- **Prompt**
Report, as a bare number, how many lines in the data contain "SourceMap".

- **Dataset excerpts**
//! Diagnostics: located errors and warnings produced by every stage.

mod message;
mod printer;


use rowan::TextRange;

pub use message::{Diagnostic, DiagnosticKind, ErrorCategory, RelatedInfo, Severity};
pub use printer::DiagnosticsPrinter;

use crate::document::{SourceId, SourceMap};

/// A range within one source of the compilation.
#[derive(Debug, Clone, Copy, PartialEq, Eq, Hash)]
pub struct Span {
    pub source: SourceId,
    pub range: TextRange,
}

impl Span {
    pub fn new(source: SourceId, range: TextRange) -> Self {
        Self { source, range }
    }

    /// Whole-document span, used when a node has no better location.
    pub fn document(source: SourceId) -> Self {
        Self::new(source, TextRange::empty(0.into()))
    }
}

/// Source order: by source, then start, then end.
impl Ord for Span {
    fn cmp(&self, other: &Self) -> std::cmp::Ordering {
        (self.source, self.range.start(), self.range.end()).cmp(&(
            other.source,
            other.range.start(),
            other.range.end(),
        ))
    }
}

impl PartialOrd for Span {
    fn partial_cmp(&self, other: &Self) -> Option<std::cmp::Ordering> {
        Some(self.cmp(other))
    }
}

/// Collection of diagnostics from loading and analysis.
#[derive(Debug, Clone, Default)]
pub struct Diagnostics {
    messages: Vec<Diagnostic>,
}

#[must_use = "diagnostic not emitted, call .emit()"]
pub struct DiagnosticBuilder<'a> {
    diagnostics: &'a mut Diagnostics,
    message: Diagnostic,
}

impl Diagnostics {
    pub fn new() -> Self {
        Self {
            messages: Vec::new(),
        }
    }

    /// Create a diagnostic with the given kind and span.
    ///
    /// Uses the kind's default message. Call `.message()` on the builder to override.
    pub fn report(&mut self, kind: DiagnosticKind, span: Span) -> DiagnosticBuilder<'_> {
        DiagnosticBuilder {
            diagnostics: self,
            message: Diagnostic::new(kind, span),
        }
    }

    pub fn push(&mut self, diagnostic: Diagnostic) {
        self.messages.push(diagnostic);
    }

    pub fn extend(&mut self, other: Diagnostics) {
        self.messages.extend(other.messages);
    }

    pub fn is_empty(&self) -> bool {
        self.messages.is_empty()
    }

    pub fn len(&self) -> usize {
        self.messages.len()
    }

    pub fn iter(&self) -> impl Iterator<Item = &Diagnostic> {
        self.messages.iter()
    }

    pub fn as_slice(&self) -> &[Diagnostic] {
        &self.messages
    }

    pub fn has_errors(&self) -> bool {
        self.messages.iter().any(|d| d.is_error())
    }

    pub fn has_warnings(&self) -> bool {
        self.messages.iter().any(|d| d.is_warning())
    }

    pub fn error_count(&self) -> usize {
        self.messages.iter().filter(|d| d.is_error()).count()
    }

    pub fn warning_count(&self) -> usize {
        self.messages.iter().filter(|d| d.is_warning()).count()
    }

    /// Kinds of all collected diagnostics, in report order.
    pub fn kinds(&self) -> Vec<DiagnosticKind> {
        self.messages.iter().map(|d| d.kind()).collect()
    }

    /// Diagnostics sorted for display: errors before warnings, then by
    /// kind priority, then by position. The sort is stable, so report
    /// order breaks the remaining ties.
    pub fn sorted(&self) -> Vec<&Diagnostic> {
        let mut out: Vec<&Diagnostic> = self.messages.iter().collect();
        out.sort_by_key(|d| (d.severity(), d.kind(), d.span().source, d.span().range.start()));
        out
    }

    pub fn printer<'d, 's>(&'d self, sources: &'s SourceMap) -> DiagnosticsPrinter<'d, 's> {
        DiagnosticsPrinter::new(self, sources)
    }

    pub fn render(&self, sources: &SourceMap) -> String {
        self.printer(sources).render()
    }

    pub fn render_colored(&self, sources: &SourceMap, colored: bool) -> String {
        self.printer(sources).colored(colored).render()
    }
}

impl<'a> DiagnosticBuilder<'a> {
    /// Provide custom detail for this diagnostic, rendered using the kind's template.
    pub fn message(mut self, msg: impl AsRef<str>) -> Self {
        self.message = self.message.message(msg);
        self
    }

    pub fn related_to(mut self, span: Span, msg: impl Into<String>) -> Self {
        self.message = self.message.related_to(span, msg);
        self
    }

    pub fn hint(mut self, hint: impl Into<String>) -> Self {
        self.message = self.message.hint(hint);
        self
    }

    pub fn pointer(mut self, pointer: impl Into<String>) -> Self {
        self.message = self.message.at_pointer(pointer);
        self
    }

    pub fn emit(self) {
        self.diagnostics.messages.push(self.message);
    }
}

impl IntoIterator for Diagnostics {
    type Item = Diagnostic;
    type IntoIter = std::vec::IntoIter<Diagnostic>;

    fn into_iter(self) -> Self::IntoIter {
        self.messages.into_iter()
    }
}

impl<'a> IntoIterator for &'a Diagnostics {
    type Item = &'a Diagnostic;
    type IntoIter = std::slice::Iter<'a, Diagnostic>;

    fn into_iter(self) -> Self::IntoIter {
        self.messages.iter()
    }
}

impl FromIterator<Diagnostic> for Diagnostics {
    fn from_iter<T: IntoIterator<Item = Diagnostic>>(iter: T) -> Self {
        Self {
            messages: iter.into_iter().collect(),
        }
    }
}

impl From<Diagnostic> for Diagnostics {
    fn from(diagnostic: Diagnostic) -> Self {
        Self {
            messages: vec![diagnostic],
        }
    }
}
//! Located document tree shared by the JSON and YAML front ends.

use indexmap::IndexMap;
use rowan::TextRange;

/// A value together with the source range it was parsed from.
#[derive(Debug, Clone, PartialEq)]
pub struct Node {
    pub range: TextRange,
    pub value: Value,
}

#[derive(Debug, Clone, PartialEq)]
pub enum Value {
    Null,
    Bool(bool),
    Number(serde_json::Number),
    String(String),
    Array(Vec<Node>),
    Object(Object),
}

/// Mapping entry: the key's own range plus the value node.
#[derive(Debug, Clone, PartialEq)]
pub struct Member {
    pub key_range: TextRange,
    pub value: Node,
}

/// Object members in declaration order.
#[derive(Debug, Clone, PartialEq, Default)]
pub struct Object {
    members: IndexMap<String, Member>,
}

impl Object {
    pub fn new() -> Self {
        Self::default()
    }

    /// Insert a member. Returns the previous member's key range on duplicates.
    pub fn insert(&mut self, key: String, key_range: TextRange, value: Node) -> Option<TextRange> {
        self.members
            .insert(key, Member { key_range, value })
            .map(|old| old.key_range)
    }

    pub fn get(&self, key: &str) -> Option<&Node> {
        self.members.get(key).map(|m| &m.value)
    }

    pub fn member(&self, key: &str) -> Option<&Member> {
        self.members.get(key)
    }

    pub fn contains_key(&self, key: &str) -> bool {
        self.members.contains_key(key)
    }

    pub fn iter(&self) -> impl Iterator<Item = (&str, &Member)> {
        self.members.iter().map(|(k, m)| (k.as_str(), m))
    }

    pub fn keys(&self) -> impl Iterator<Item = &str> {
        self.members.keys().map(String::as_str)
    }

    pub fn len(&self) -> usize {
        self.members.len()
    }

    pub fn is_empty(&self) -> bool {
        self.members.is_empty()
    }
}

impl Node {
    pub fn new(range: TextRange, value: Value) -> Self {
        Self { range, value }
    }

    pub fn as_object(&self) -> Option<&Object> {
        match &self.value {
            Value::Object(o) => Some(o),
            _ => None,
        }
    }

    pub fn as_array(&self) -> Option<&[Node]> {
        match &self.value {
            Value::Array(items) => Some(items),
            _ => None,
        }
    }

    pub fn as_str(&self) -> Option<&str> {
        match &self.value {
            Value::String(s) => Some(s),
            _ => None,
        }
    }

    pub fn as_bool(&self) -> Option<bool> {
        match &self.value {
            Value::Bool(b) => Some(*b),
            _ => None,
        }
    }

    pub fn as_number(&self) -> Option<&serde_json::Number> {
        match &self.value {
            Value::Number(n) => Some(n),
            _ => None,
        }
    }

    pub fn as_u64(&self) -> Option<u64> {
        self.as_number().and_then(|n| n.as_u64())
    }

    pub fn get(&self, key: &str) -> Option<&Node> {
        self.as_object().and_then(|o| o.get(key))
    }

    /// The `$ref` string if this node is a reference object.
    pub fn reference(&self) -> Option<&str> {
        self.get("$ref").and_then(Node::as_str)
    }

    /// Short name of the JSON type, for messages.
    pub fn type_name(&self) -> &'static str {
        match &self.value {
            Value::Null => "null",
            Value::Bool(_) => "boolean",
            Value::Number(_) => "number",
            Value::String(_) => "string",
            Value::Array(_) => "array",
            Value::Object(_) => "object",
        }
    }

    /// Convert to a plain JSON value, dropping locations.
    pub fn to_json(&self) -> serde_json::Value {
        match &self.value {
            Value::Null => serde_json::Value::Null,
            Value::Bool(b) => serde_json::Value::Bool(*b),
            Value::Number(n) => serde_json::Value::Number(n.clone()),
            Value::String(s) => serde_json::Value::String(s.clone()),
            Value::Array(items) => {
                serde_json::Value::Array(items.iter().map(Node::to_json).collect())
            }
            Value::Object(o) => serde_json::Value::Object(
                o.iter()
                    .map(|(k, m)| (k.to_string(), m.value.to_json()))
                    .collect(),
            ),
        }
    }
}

- **Output of the exercise**
4